L’article de Golias reprend les arguments de fond d’Andrea Grillo : « Les deux formes du rite ne reposent pas sur les mêmes bases théologiques, et la plus ancienne a été remplacée par la nouvelle […]. L’incompatibilité des deux rites est patente : l’une était faite pour un monde qui n’est plus et l’autre a été préparée par des décennies de travaux théologiques et liturgiques pour exister dans un monde nouveau. » Il s’agit, ni plus ni moins, d’exclure (ah ! la bonne vieille excommunication !) ceux qui tiennent au rite ancien.
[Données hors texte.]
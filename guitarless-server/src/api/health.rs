//! Health check endpoint
//!
//! Reports uptime, build identification, and the last job failure.

use axum::{extract::State, routing::get, Json, Router};
use chrono::Utc;
use serde::Serialize;

use crate::AppState;

/// Health check response
#[derive(Debug, Serialize)]
pub struct HealthResponse {
    /// Service status ("ok")
    pub status: String,
    /// Module name ("guitarless-server")
    pub module: String,
    /// Crate version from Cargo.toml
    pub version: String,
    /// Short git hash captured at build time
    pub git_hash: String,
    /// Build timestamp (RFC 3339)
    pub build_timestamp: String,
    /// Build profile (debug/release)
    pub build_profile: String,
    /// Seconds since service started
    pub uptime_seconds: u64,
    /// Progress observers currently connected
    pub progress_observers: usize,
    /// Last job failure, if any
    #[serde(skip_serializing_if = "Option::is_none")]
    pub last_error: Option<String>,
}

/// GET /health
pub async fn health_check(State(state): State<AppState>) -> Json<HealthResponse> {
    let uptime = Utc::now().signed_duration_since(state.startup_time);
    let uptime_seconds = uptime.num_seconds().max(0) as u64;

    let last_error = state.last_error.read().await.clone();

    Json(HealthResponse {
        status: "ok".to_string(),
        module: env!("CARGO_PKG_NAME").to_string(),
        version: env!("CARGO_PKG_VERSION").to_string(),
        git_hash: env!("GIT_HASH").to_string(),
        build_timestamp: env!("BUILD_TIMESTAMP").to_string(),
        build_profile: env!("BUILD_PROFILE").to_string(),
        uptime_seconds,
        progress_observers: state.broadcaster.subscriber_count(),
        last_error,
    })
}

/// Build health check routes
pub fn health_routes() -> Router<AppState> {
    Router::new().route("/health", get(health_check))
}
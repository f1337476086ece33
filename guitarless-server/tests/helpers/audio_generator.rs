//! Audio Test Fixture Generator
//!
//! Writes short 16-bit WAV tones for use as source audio and stems

use std::path::{Path, PathBuf};

/// Configuration for generated audio
#[derive(Debug, Clone)]
pub struct AudioConfig {
    pub duration_seconds: f64,
    pub sample_rate: u32,
    pub channels: u16,
    pub frequency: f32,
    /// Peak amplitude, 0.0 writes silence
    pub amplitude: f32,
}

impl Default for AudioConfig {
    fn default() -> Self {
        Self {
            duration_seconds: 1.5,
            sample_rate: 44100,
            channels: 2,
            frequency: 440.0,
            amplitude: 0.3,
        }
    }
}

impl AudioConfig {
    pub fn tone(frequency: f32, duration_seconds: f64) -> Self {
        Self {
            frequency,
            duration_seconds,
            ..Self::default()
        }
    }
}

/// Generate a test WAV file with specified configuration
pub fn generate_test_wav(path: &Path, config: &AudioConfig) -> anyhow::Result<PathBuf> {
    if let Some(parent) = path.parent() {
        std::fs::create_dir_all(parent)?;
    }

    let spec = hound::WavSpec {
        channels: config.channels,
        sample_rate: config.sample_rate,
        bits_per_sample: 16,
        sample_format: hound::SampleFormat::Int,
    };

    let mut writer = hound::WavWriter::create(path, spec)?;
    let total_frames = (config.duration_seconds * config.sample_rate as f64) as usize;

    for i in 0..total_frames {
        let t = i as f32 / config.sample_rate as f32;
        let sample = (config.amplitude
            * (2.0 * std::f32::consts::PI * config.frequency * t).sin()
            * i16::MAX as f32) as i16;

        for _ in 0..config.channels {
            writer.write_sample(sample)?;
        }
    }

    writer.finalize()?;
    Ok(path.to_path_buf())
}
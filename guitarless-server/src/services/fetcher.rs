//! Remote media fetching
//!
//! Wraps the `yt-dlp` command-line tool. Both calls block for as long as the
//! tool runs; the orchestrator runs them on the blocking pool.

use serde::Deserialize;
use std::path::{Path, PathBuf};
use std::process::{Command, Output};
use tracing::{debug, info};

use crate::error::PipelineError;

/// What the download engine reports about a source before downloading
#[derive(Debug, Clone, Default, PartialEq)]
pub struct MediaMetadata {
    /// Source length, when the site reports one
    pub duration_seconds: Option<f64>,
    /// Suggested title, used as the job name
    pub title: Option<String>,
}

/// Download engine contract
pub trait MediaFetcher: Send + Sync {
    /// Query the source without downloading the media
    fn fetch_metadata(&self, url: &str) -> Result<MediaMetadata, PipelineError>;

    /// Download the best available audio into `destination_dir`
    ///
    /// The file is named after the source title. Returns its path.
    fn fetch_media(&self, url: &str, destination_dir: &Path) -> Result<PathBuf, PipelineError>;
}

#[derive(Debug, Deserialize)]
struct YtDlpInfo {
    #[serde(default)]
    duration: Option<f64>,
    #[serde(default)]
    title: Option<String>,
}

/// `yt-dlp` backed fetcher
#[derive(Debug, Clone)]
pub struct YtDlpFetcher {
    binary: String,
    user_agent: Option<String>,
}

impl YtDlpFetcher {
    pub fn new(binary: impl Into<String>, user_agent: Option<String>) -> Self {
        Self {
            binary: binary.into(),
            user_agent,
        }
    }

    /// Arguments for the metadata query
    pub fn metadata_args(&self, url: &str) -> Vec<String> {
        let mut args = vec![
            "--dump-single-json".to_string(),
            "--skip-download".to_string(),
            "--no-playlist".to_string(),
        ];
        self.push_common_args(&mut args);
        args.push(url.to_string());
        args
    }

    /// Arguments for the download
    ///
    /// yt-dlp writes to a `.part` file and renames it when complete, so an
    /// interrupted download never clobbers an existing file.
    pub fn download_args(&self, url: &str, destination_dir: &Path) -> Vec<String> {
        let template = destination_dir.join("%(title)s.%(ext)s");
        let mut args = vec![
            "-f".to_string(),
            "bestaudio/best".to_string(),
            "--no-playlist".to_string(),
            "--no-progress".to_string(),
            "-o".to_string(),
            template.to_string_lossy().into_owned(),
            "--print".to_string(),
            "after_move:filepath".to_string(),
        ];
        self.push_common_args(&mut args);
        args.push(url.to_string());
        args
    }

    fn push_common_args(&self, args: &mut Vec<String>) {
        if let Some(agent) = &self.user_agent {
            args.push("--user-agent".to_string());
            args.push(agent.clone());
        }
    }

    fn run(&self, args: &[String]) -> Result<Output, PipelineError> {
        debug!(binary = %self.binary, ?args, "Running download engine");

        let output = Command::new(&self.binary).args(args).output().map_err(|e| {
            if e.kind() == std::io::ErrorKind::NotFound {
                PipelineError::Fetch(format!("Download engine not found: {}", self.binary))
            } else {
                PipelineError::Fetch(format!("Failed to execute {}: {}", self.binary, e))
            }
        })?;

        if !output.status.success() {
            let stderr = String::from_utf8_lossy(&output.stderr);
            return Err(PipelineError::Fetch(failure_detail(&stderr, output.status.code())));
        }
        Ok(output)
    }
}

impl MediaFetcher for YtDlpFetcher {
    fn fetch_metadata(&self, url: &str) -> Result<MediaMetadata, PipelineError> {
        validate_url(url)?;
        let output = self.run(&self.metadata_args(url))?;
        let metadata = parse_metadata(&output.stdout)?;

        info!(
            url,
            duration_seconds = ?metadata.duration_seconds,
            title = ?metadata.title,
            "Fetched source metadata"
        );
        Ok(metadata)
    }

    fn fetch_media(&self, url: &str, destination_dir: &Path) -> Result<PathBuf, PipelineError> {
        validate_url(url)?;
        std::fs::create_dir_all(destination_dir)?;

        let output = self.run(&self.download_args(url, destination_dir))?;
        let stdout = String::from_utf8_lossy(&output.stdout);
        let path = parse_downloaded_path(&stdout).ok_or_else(|| {
            PipelineError::Fetch("Download engine did not report a file path".to_string())
        })?;

        if !path.is_file() {
            return Err(PipelineError::Fetch(format!(
                "Downloaded file not found: {}",
                path.display()
            )));
        }

        info!(url, path = %path.display(), "Downloaded source audio");
        Ok(path)
    }
}

/// Reject anything that is not an http(s) URL before spawning the tool
pub fn validate_url(url: &str) -> Result<(), PipelineError> {
    let trimmed = url.trim();
    let has_scheme = trimmed.starts_with("http://") || trimmed.starts_with("https://");
    let has_host = trimmed
        .split_once("://")
        .map(|(_, rest)| !rest.is_empty() && !rest.starts_with('/'))
        .unwrap_or(false);

    if has_scheme && has_host && !trimmed.contains(char::is_whitespace) {
        Ok(())
    } else {
        Err(PipelineError::Fetch(format!("Invalid URL: {}", url)))
    }
}

/// Parse the JSON document printed by `--dump-single-json`
pub fn parse_metadata(stdout: &[u8]) -> Result<MediaMetadata, PipelineError> {
    let info: YtDlpInfo = serde_json::from_slice(stdout)
        .map_err(|e| PipelineError::Fetch(format!("Unreadable metadata: {}", e)))?;

    Ok(MediaMetadata {
        duration_seconds: info.duration.filter(|d| d.is_finite() && *d >= 0.0),
        title: info.title.filter(|t| !t.trim().is_empty()),
    })
}

/// Last non-empty stdout line is the final file path
pub fn parse_downloaded_path(stdout: &str) -> Option<PathBuf> {
    stdout
        .lines()
        .map(str::trim)
        .filter(|line| !line.is_empty())
        .last()
        .map(PathBuf::from)
}

/// Prefer the tool's own `ERROR:` line over the whole stderr dump
/// Trimmed, non-empty lines of tool output, last first
///
/// Carriage returns count as line breaks, so a redrawn progress bar yields
/// only its final state.
pub(crate) fn output_lines_rev(text: &str) -> impl Iterator<Item = &str> {
    text.rsplit(|c: char| c == '\n' || c == '\r')
        .map(str::trim)
        .filter(|line| !line.is_empty())
}

fn failure_detail(stderr: &str, code: Option<i32>) -> String {
    let error_line = output_lines_rev(stderr).find(|line| line.starts_with("ERROR"));

    match error_line {
        Some(line) => line.to_string(),
        None => match output_lines_rev(stderr).next() {
            Some(line) => format!("exit code {:?}: {}", code, line),
            None => format!("exit code {:?}", code),
        },
    }
}
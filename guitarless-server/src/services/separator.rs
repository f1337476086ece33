//! Stem separation
//!
//! Runs the `demucs` separation engine as `python -m demucs` and locates the
//! stems it writes under `<output_root>/<model>/<source stem>/`.

use std::path::{Path, PathBuf};
use std::process::Command;
use tracing::{debug, info, warn};

use super::fetcher::output_lines_rev;
use crate::error::PipelineError;
use crate::models::StemSet;

/// Lowercased stderr fragments of the engine's known, harmless exit failure
///
/// The engine writes its stems, then fails while loading an optional codec
/// library and exits non-zero.
pub const BENIGN_FAILURE_MARKERS: &[&str] = &["torchcodec"];

/// Separation engine contract
pub trait StemSeparator: Send + Sync {
    /// Split `audio_path` into stems
    ///
    /// Blocking. The returned set may have missing files only when the engine
    /// exited with the benign codec failure.
    fn separate(&self, audio_path: &Path) -> Result<StemSet, PipelineError>;
}

/// How stem files are named inside the per-source directory
#[derive(Debug, Clone, PartialEq, Eq)]
pub struct StemLayout {
    /// Stem holding the instrument of interest (guitar lands in `other`)
    pub instrument: String,
    /// Stems recombined into the remainder
    pub others: [String; 3],
    /// File extension the engine writes
    pub extension: String,
}

impl Default for StemLayout {
    fn default() -> Self {
        Self {
            instrument: "other".to_string(),
            others: ["drums".to_string(), "bass".to_string(), "vocals".to_string()],
            extension: "mp3".to_string(),
        }
    }
}

impl StemLayout {
    /// Expected stem paths inside `directory`
    pub fn resolve(&self, directory: &Path) -> StemSet {
        let file = |name: &str| directory.join(format!("{}.{}", name, self.extension));
        StemSet {
            directory: directory.to_path_buf(),
            instrument: file(&self.instrument),
            others: [
                file(&self.others[0]),
                file(&self.others[1]),
                file(&self.others[2]),
            ],
        }
    }
}

/// Classified engine exit
#[derive(Debug, Clone, PartialEq, Eq)]
pub enum EngineExit {
    Clean,
    /// Non-zero exit carrying the known codec-library failure
    BenignCodecFailure,
    /// Anything else, with a short description
    Failed(String),
}

/// Classify an engine run from its exit status and stderr
pub fn classify_exit(success: bool, code: Option<i32>, stderr: &str) -> EngineExit {
    if success {
        return EngineExit::Clean;
    }

    let lowered = stderr.to_lowercase();
    if BENIGN_FAILURE_MARKERS.iter().any(|m| lowered.contains(m)) {
        return EngineExit::BenignCodecFailure;
    }

    EngineExit::Failed(match output_lines_rev(stderr).next() {
        Some(line) => format!("engine exited with code {:?}: {}", code, line),
        None => format!("engine exited with code {:?}", code),
    })
}

/// `demucs` backed separator
#[derive(Debug, Clone)]
pub struct DemucsSeparator {
    python_binary: String,
    model: String,
    output_root: PathBuf,
    layout: StemLayout,
}

impl DemucsSeparator {
    pub fn new(
        python_binary: impl Into<String>,
        model: impl Into<String>,
        output_root: impl Into<PathBuf>,
    ) -> Self {
        Self {
            python_binary: python_binary.into(),
            model: model.into(),
            output_root: output_root.into(),
            layout: StemLayout::default(),
        }
    }

    /// Directory the engine writes stems for `audio_path` into
    pub fn stem_directory(&self, audio_path: &Path) -> Result<PathBuf, PipelineError> {
        let stem = audio_path.file_stem().ok_or_else(|| {
            PipelineError::Separation(format!("Not a file path: {}", audio_path.display()))
        })?;
        Ok(self.output_root.join(&self.model).join(stem))
    }

    pub fn command_args(&self, audio_path: &Path) -> Vec<String> {
        vec![
            "-m".to_string(),
            "demucs".to_string(),
            "--name".to_string(),
            self.model.clone(),
            "--mp3".to_string(),
            "-o".to_string(),
            self.output_root.to_string_lossy().into_owned(),
            audio_path.to_string_lossy().into_owned(),
        ]
    }
}

impl StemSeparator for DemucsSeparator {
    fn separate(&self, audio_path: &Path) -> Result<StemSet, PipelineError> {
        if !audio_path.is_file() {
            return Err(PipelineError::Separation(format!(
                "Input not found: {}",
                audio_path.display()
            )));
        }

        let directory = self.stem_directory(audio_path)?;
        clear_stem_directory(&directory)?;

        let args = self.command_args(audio_path);
        debug!(python = %self.python_binary, ?args, "Running separation engine");

        let output = Command::new(&self.python_binary)
            .args(&args)
            .output()
            .map_err(|e| {
                if e.kind() == std::io::ErrorKind::NotFound {
                    PipelineError::Separation(format!(
                        "Python interpreter not found: {}",
                        self.python_binary
                    ))
                } else {
                    PipelineError::Separation(format!(
                        "Failed to execute {}: {}",
                        self.python_binary, e
                    ))
                }
            })?;

        let stderr = String::from_utf8_lossy(&output.stderr);
        let stems = self.layout.resolve(&directory);

        match classify_exit(output.status.success(), output.status.code(), &stderr) {
            EngineExit::Clean => {
                let missing = stems.missing();
                if !missing.is_empty() {
                    let names: Vec<String> =
                        missing.iter().map(|p| p.display().to_string()).collect();
                    return Err(PipelineError::Separation(format!(
                        "Expected stems missing: {}",
                        names.join(", ")
                    )));
                }
                info!(directory = %directory.display(), "Separation complete");
                Ok(stems)
            }
            EngineExit::BenignCodecFailure => {
                warn!(
                    code = ?output.status.code(),
                    "Separation engine reported codec library failure, using written stems"
                );
                if !directory.is_dir() {
                    return Err(PipelineError::Separation(format!(
                        "Stem folder not found: {}",
                        directory.display()
                    )));
                }
                Ok(stems)
            }
            EngineExit::Failed(detail) => Err(PipelineError::Separation(detail)),
        }
    }
}

/// Remove stems an earlier run left for a source of the same name
fn clear_stem_directory(directory: &Path) -> Result<(), PipelineError> {
    match std::fs::remove_dir_all(directory) {
        Ok(()) => {
            debug!(directory = %directory.display(), "Removed leftover stems");
            Ok(())
        }
        Err(e) if e.kind() == std::io::ErrorKind::NotFound => Ok(()),
        Err(e) => Err(PipelineError::Separation(format!(
            "Could not clear stem folder {}: {}",
            directory.display(),
            e
        ))),
    }
}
En quoi André Vignon prêche dans le désert, car les hommes d’Eglise, en tout cas ceux de France, n’en n’ont plus la capacité. Mais en quoi aussi il touche au vrai problème : la célébration de la messe traditionnelle se fonde sur le constat doctrinal de la faiblesse intrinsèque du nouveau rite en matière d’expression du sacrifice eucharistique, d’adoration de la présence réelle, de claire manifestation du sacerdoce hiérarchique, entre autres.
[...]
La démarche de Pierre Vignon prouve la grande détresse de la gauche catholique, qui en vient à se recentrer liturgiquement en direction du « juste milieu ». Sauf que c’est en vain qu’on saupoudre la nouvelle liturgie de latin, qu’on l’assaisonne de « dignité » et qu’on l’enveloppe de splendides vêtements de soie. La déficience de fond n’en apparaît que plus cruellement et cette évolution vers une plus belle liturgie habillant magnifiquement le missel de Bugnini fait penser, qu’on nous pardonne ce trait polémique, à l’impeccable liturgie de la Haute Eglise anglicane qui recouvre l’indigent Livre de la prière commune de Cranmer.